Britain announces 10-year plan to end rough sleeping as homelessness rises
Xinhua,December 01, 2017 Adjust font size:
LONDON, Nov. 30 (Xinhua) -- Britain plans to end rough sleeping by 2027, under a new national homelessness strategy announced Thursday.
Communities Secretary Sajid Javid set out details of a new advisory panel that will help develop a national strategy as part of a government's commitment to halve rough sleeping by 2022 and eliminate it altogether by 2027.
The announcement comes just days after the housing charity Shelter issued a report highlighting the growing problem of rough sleeping and homelessness in Britain.
CEO of Shelter, Polly Neate, said: "It's shocking to think that today, more than 300,000 people in Britain are waking up homeless. Some will have spent the night shivering on a cold pavement, others crammed into a dingy, hostel room with their children. And what is worse, many are simply unaccounted for."
The new advisory panel made up of homelessness experts, charities, and local government, will support a ministerial task force, which brings together ministers from key departments to provide a cross-government approach to preventing rough sleeping and homelessness.
Javid has announced he will chair the ministerial task force.
The initiative builds on plans to spend over 1.35 billion U.S. dollars between now and 2020 to tackle the problem.

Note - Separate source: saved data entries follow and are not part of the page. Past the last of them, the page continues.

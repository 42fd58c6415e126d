//! Tracer configuration.

use serde::{Deserialize, Serialize};

use crate::guard::Limits;

/// Configuration for one [`Tracer`](crate::Tracer).
///
/// Every field has a default, so a partial JSON document is enough:
///
/// ```
/// let config: steptrace_tracer::TracerConfig =
///     serde_json::from_str(r#"{"max_items": 50}"#).unwrap();
/// assert_eq!(config.max_items, 50);
/// assert_eq!(config.max_depth, 32);
/// ```
#[derive(Debug, Clone, PartialEq, Eq, Serialize, Deserialize)]
#[serde(default)]
pub struct TracerConfig {
    /// Reported as `filename` in every call-stack frame and traceback.
    /// Default: `<string>`.
    pub source_id: String,
    /// Nesting depth at which captured values are cut off. Default: 32.
    pub max_depth: usize,
    /// Elements kept per container before the rest is summarised.
    /// Default: 1000.
    pub max_items: usize,
    /// Maximum number of active frames in the traced program. Default: 256.
    pub max_recursion_depth: usize,
    /// Stack size of the session thread. Default: 256 MiB.
    pub stack_size_bytes: usize,
}

impl Default for TracerConfig {
    fn default() -> Self {
        TracerConfig {
            source_id: "<string>".to_string(),
            max_depth: 32,
            max_items: 1000,
            max_recursion_depth: 256,
            stack_size_bytes: 256 * 1024 * 1024,
        }
    }
}

impl TracerConfig {
    pub(crate) fn limits(&self) -> Limits {
        Limits {
            max_depth: self.max_depth,
            max_items: self.max_items,
        }
    }
}
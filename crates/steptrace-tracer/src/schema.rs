//! The Trace wire schema.
//!
//! Field names are fixed: the visualizer replays `trace` entries as animation
//! frames without knowing which language produced them.

use indexmap::IndexMap;
use serde::{Deserialize, Serialize};
use serde_json::{Map, Value as Json};

/// The result of one tracing call.
///
/// Either the program started (`{"trace": [...]}`, possibly ending in a
/// [`Fault`]) or it never did (`{"error": "..."}`). Never both.
#[derive(Debug, Clone, PartialEq, Serialize, Deserialize)]
#[serde(untagged)]
pub enum Trace {
    Steps { trace: Vec<TraceEntry> },
    Failed { error: String },
}

impl Trace {
    pub fn failed(error: impl Into<String>) -> Self {
        Trace::Failed {
            error: error.into(),
        }
    }

    /// The recorded entries; empty for a failure to start.
    pub fn entries(&self) -> &[TraceEntry] {
        match self {
            Trace::Steps { trace } => trace,
            Trace::Failed { .. } => &[],
        }
    }

    /// The ordinary steps, without a trailing fault.
    pub fn steps(&self) -> impl Iterator<Item = &Step> {
        self.entries().iter().filter_map(|entry| match entry {
            TraceEntry::Step(step) => Some(step),
            TraceEntry::Fault(_) => None,
        })
    }

    /// The trailing fault, if the program raised.
    pub fn fault(&self) -> Option<&Fault> {
        match self.entries().last() {
            Some(TraceEntry::Fault(fault)) => Some(fault),
            _ => None,
        }
    }

    pub fn error(&self) -> Option<&str> {
        match self {
            Trace::Failed { error } => Some(error),
            Trace::Steps { .. } => None,
        }
    }
}

/// One element of `trace`.
#[derive(Debug, Clone, PartialEq, Serialize, Deserialize)]
#[serde(untagged)]
pub enum TraceEntry {
    Step(Step),
    Fault(Fault),
}

/// Program state immediately before one source line executes.
#[derive(Debug, Clone, PartialEq, Serialize, Deserialize)]
pub struct Step {
    /// 1-based.
    pub line: u32,
    /// Trimmed source text of `line`, `""` when out of range.
    pub code_line: String,
    /// Innermost frame's bindings, guard-serialized, in binding order.
    pub locals: Map<String, Json>,
    pub data_structures: IndexMap<String, Structure>,
    /// Innermost frame first; the last element is `<module>`.
    pub call_stack: Vec<FrameInfo>,
    /// Union of every graph-shaped local, or `null`.
    pub graph: Option<GraphData>,
}

/// Trailing entry for an uncaught runtime fault.
#[derive(Debug, Clone, PartialEq, Serialize, Deserialize)]
pub struct Fault {
    pub error: String,
    pub error_type: String,
    pub traceback: String,
}

#[derive(Debug, Clone, PartialEq, Eq, Serialize, Deserialize)]
pub struct FrameInfo {
    pub function: String,
    pub line: u32,
    pub filename: String,
}

/// How one variable should be drawn.
#[derive(Debug, Clone, PartialEq, Serialize, Deserialize)]
#[serde(tag = "type", rename_all = "lowercase")]
pub enum Structure {
    Array {
        elements: Vec<Json>,
        length: usize,
    },
    Dictionary {
        keys: Vec<Json>,
        values: Vec<Json>,
    },
    Stack {
        elements: Vec<Json>,
        top: Option<Json>,
    },
    Queue {
        elements: Vec<Json>,
        front: Option<Json>,
        rear: Option<Json>,
    },
    Graph(GraphData),
}

#[derive(Debug, Clone, Default, PartialEq, Serialize, Deserialize)]
pub struct GraphData {
    pub nodes: Vec<Json>,
    pub edges: Vec<Edge>,
}

impl GraphData {
    /// Adds another graph's nodes (skipping ones already present) and edges.
    pub fn merge(&mut self, other: &GraphData) {
        for node in &other.nodes {
            if !self.nodes.contains(node) {
                self.nodes.push(node.clone());
            }
        }
        self.edges.extend(other.edges.iter().cloned());
    }
}

#[derive(Debug, Clone, PartialEq, Serialize, Deserialize)]
pub struct Edge {
    pub from: Json,
    pub to: Json,
}

#[cfg(test)]
mod tests {
    use super::*;
    use serde_json::json;

    #[test]
    fn failure_serializes_as_a_bare_error() {
        let trace = Trace::failed("SyntaxError: invalid syntax (line 1, column 3)");
        assert_eq!(
            serde_json::to_value(&trace).unwrap(),
            json!({"error": "SyntaxError: invalid syntax (line 1, column 3)"})
        );
    }

    #[test]
    fn structures_are_tagged_by_type() {
        let stack = Structure::Stack {
            elements: vec![json!(1), json!(2)],
            top: Some(json!(2)),
        };
        assert_eq!(
            serde_json::to_value(&stack).unwrap(),
            json!({"type": "stack", "elements": [1, 2], "top": 2})
        );

        let empty_queue = Structure::Queue {
            elements: vec![],
            front: None,
            rear: None,
        };
        assert_eq!(
            serde_json::to_value(&empty_queue).unwrap(),
            json!({"type": "queue", "elements": [], "front": null, "rear": null})
        );

        let graph = Structure::Graph(GraphData {
            nodes: vec![json!("a")],
            edges: vec![Edge {
                from: json!("a"),
                to: json!(1),
            }],
        });
        assert_eq!(
            serde_json::to_value(&graph).unwrap(),
            json!({"type": "graph", "nodes": ["a"], "edges": [{"from": "a", "to": 1}]})
        );
    }

    #[test]
    fn entries_round_trip_through_json() {
        let text = r#"{"trace":[
            {"line":1,"code_line":"x = 1","locals":{},"data_structures":{},
             "call_stack":[{"function":"<module>","line":1,"filename":"<string>"}],"graph":null},
            {"error":"division by zero","error_type":"ZeroDivisionError","traceback":"..."}
        ]}"#;
        let trace: Trace = serde_json::from_str(text).unwrap();
        assert_eq!(trace.steps().count(), 1);
        assert_eq!(trace.fault().map(|f| f.error_type.as_str()), Some("ZeroDivisionError"));
        assert!(trace.error().is_none());
    }

    #[test]
    fn graph_merge_deduplicates_nodes() {
        let mut graph = GraphData {
            nodes: vec![json!("a"), json!("b")],
            edges: vec![Edge { from: json!("a"), to: json!("b") }],
        };
        graph.merge(&GraphData {
            nodes: vec![json!("b"), json!("c")],
            edges: vec![Edge { from: json!("b"), to: json!("c") }],
        });
        assert_eq!(graph.nodes, vec![json!("a"), json!("b"), json!("c")]);
        assert_eq!(graph.edges.len(), 2);
    }
}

Javid said: "No one should ever have to sleep rough. That's why the government is committed to halving rough sleeping by 2022 and eliminating it altogether by 2027. To break the homelessness cycle once and for all, we all need to work together, drawing on as much expertise and experience as we can."
Shelter says its figures show the number of homeless people in Britain has increased by 13,000 in a year to more than 300,000. It means that one in every 200 people in England is currently homeless.
To identify where the epidemic is most acute, the charity mapped the top 50 hotspots with the highest levels of homelessness in the country.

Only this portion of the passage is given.